▶ Exercise brief
Report every line of the entries that contains the word "since".

▶ Dataset entries

* * *

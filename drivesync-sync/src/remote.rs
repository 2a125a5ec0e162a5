//! The remote storage capability consumed by the watchers and handlers.

use std::path::{Path, PathBuf};

use thiserror::Error;

use drivesync_core::{RemoteChangePackage, RemoteFileMetadata, RemoteId};

#[derive(Debug, Error)]
pub enum RemoteError {
    /// Network timeout, rate limit, unreachable share. Retried next tick.
    #[error("remote unavailable: {0}")]
    Unavailable(String),

    #[error("remote object {0} not found")]
    NotFound(RemoteId),

    /// The backend refused the request (bad name, parent is a file, ...).
    #[error("remote rejected request: {0}")]
    Rejected(String),

    /// Failure reading or writing a local file during a transfer.
    #[error("local I/O error at {path}: {source}")]
    Local {
        path: PathBuf,
        #[source]
        source: std::io::Error,
    },

    /// Failure on the backend's own storage.
    #[error("remote storage error at {path}: {source}")]
    Storage {
        path: PathBuf,
        #[source]
        source: std::io::Error,
    },

    #[error("remote index is corrupt: {0}")]
    Corrupt(String),
}

impl RemoteError {
    pub fn is_transient(&self) -> bool {
        matches!(self, RemoteError::Unavailable(_) | RemoteError::Storage { .. })
    }

    pub fn is_not_found(&self) -> bool {
        matches!(self, RemoteError::NotFound(_))
    }
}

pub(crate) fn local_err(path: impl Into<PathBuf>, source: std::io::Error) -> RemoteError {
    RemoteError::Local {
        path: path.into(),
        source,
    }
}

/// A remote tree exposing one global change sequence.
///
/// Every call may fail with a transient error; callers retry on their next
/// scheduled tick rather than looping here.
pub trait RemoteBackend: Send + Sync {
    /// Largest revision the backend has issued.
    fn current_revision(&self) -> Result<u64, RemoteError>;

    /// Latest state of every object changed after `since`.
    fn poll_changes(&self, since: u64) -> Result<RemoteChangePackage, RemoteError>;

    /// Upload `local` as a new file named after it under `parent`.
    fn upload(&self, parent: &RemoteId, local: &Path) -> Result<RemoteFileMetadata, RemoteError>;

    /// Replace the contents of an existing file with `local`.
    fn update(&self, id: &RemoteId, local: &Path) -> Result<RemoteFileMetadata, RemoteError>;

    /// Write the contents of `id` to `destination`.
    fn download(&self, id: &RemoteId, destination: &Path) -> Result<(), RemoteError>;

    /// Delete `id` and, for directories, everything beneath it.
    fn delete(&self, id: &RemoteId) -> Result<(), RemoteError>;

    fn create_directory(
        &self,
        parent: &RemoteId,
        name: &str,
    ) -> Result<RemoteFileMetadata, RemoteError>;

    /// Move and/or rename `id`.
    fn move_to(
        &self,
        id: &RemoteId,
        new_parent: &RemoteId,
        new_name: &str,
    ) -> Result<RemoteFileMetadata, RemoteError>;

    fn list_children(&self, parent: &RemoteId) -> Result<Vec<RemoteFileMetadata>, RemoteError>;

    /// Child of `parent` whose name or id equals `name_or_id`.
    fn find_child(
        &self,
        parent: &RemoteId,
        name_or_id: &str,
    ) -> Result<Option<RemoteFileMetadata>, RemoteError>;
}

/// File name of `local` as the backend will store it.
pub(crate) fn upload_name(local: &Path) -> Result<String, RemoteError> {
    local
        .file_name()
        .and_then(|name| name.to_str())
        .map(str::to_owned)
        .ok_or_else(|| {
            RemoteError::Rejected(format!("'{}' has no UTF-8 file name", local.display()))
        })
}
//! Local file helpers: content digests and temp-file naming.

use std::fs::File;
use std::io::{self, Read};
use std::path::{Path, PathBuf};

use sha2::{Digest, Sha256};

/// Suffix of in-flight downloads; the local watcher never reports these.
pub const TMP_SUFFIX: &str = ".drivesync.tmp";

/// SHA-256 hex digest and size of the file at `path`.
pub fn file_checksum(path: &Path) -> io::Result<(String, u64)> {
    let mut file = File::open(path)?;
    let mut hasher = Sha256::new();
    let mut buf = [0u8; 64 * 1024];
    let mut size = 0u64;
    loop {
        let read = file.read(&mut buf)?;
        if read == 0 {
            break;
        }
        hasher.update(&buf[..read]);
        size += read as u64;
    }
    Ok((hex::encode(hasher.finalize()), size))
}

pub fn bytes_checksum(bytes: &[u8]) -> String {
    let mut hasher = Sha256::new();
    hasher.update(bytes);
    hex::encode(hasher.finalize())
}

/// `<path>.drivesync.tmp`, next to `path` so the final rename stays on one
/// filesystem.
pub fn tmp_path(path: &Path) -> PathBuf {
    PathBuf::from(format!("{}{TMP_SUFFIX}", path.display()))
}

pub fn is_tmp_path(path: &Path) -> bool {
    path.file_name()
        .and_then(|name| name.to_str())
        .map(|name| name.ends_with(TMP_SUFFIX))
        .unwrap_or(false)
}

/// Number of components below the synced root; parents sort before children.
pub fn depth(path: &Path) -> usize {
    path.components().count()
}

#[cfg(test)]
mod tests {
    use super::*;
    use tempfile::TempDir;

    #[test]
    fn file_and_bytes_checksums_agree() {
        let tmp = TempDir::new().unwrap();
        let path = tmp.path().join("a.txt");
        std::fs::write(&path, b"hello").unwrap();
        let (sum, size) = file_checksum(&path).unwrap();
        assert_eq!(size, 5);
        assert_eq!(sum, bytes_checksum(b"hello"));
        assert_eq!(
            sum,
            "2cf24dba5fb0a30e26e83b2ac5b9e29e1b161e5c1fa7425e73043362938b9824"
        );
    }

    #[test]
    fn tmp_paths_are_recognised() {
        let tmp = tmp_path(Path::new("/r/docs/a.txt"));
        assert_eq!(tmp, PathBuf::from("/r/docs/a.txt.drivesync.tmp"));
        assert!(is_tmp_path(&tmp));
        assert!(!is_tmp_path(Path::new("/r/docs/a.txt")));
    }
}
//! `drivesync init <root> --remote <dir>`

use std::path::PathBuf;

use anyhow::{Context, Result};
use clap::Args;
use colored::Colorize;

use drivesync_core::{config, Config, RemoteConfig};

/// Write `~/.drivesync/config.yaml` for a synced root.
#[derive(Args, Debug)]
pub struct InitArgs {
    /// Local directory to keep in sync. Created if missing.
    pub root: PathBuf,

    /// Directory holding the remote tree (usually a mounted share).
    #[arg(long, short = 'r')]
    pub remote: PathBuf,

    /// Seconds between remote polls.
    #[arg(long, value_name = "SECS")]
    pub poll_interval: Option<u64>,

    /// Seconds between merge iterations.
    #[arg(long, value_name = "SECS")]
    pub merge_interval: Option<u64>,
}

impl InitArgs {
    pub fn run(self) -> Result<()> {
        let home = dirs::home_dir().context("could not determine home directory")?;

        std::fs::create_dir_all(&self.root)
            .with_context(|| format!("cannot create '{}'", self.root.display()))?;
        let root = self
            .root
            .canonicalize()
            .with_context(|| format!("cannot resolve path '{}'", self.root.display()))?;
        std::fs::create_dir_all(&self.remote)
            .with_context(|| format!("cannot create '{}'", self.remote.display()))?;
        let remote = self
            .remote
            .canonicalize()
            .with_context(|| format!("cannot resolve path '{}'", self.remote.display()))?;
        if remote.starts_with(&root) || root.starts_with(&remote) {
            anyhow::bail!(
                "root '{}' and remote '{}' must not contain each other",
                root.display(),
                remote.display()
            );
        }

        let mut cfg = Config::new(root.clone(), RemoteConfig::Folder { path: remote.clone() });
        if let Some(secs) = self.poll_interval {
            cfg.poll_interval_secs = secs;
        }
        if let Some(secs) = self.merge_interval {
            cfg.merge_interval_secs = secs;
        }
        config::save_at(&home, &cfg)
            .with_context(|| format!("failed to init '{}'", root.display()))?;

        println!("{} Syncing '{}'", "✓".green(), root.display());
        println!("  Remote:   {}", remote.display());
        println!(
            "  Saved to: {}",
            config::config_path_at(&home).display()
        );
        Ok(())
    }
}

* * *

▶ Output below
    /// Latest state of every object changed after `since`.
    fn poll_changes(&self, since: u64) -> Result<RemoteChangePackage, RemoteError>;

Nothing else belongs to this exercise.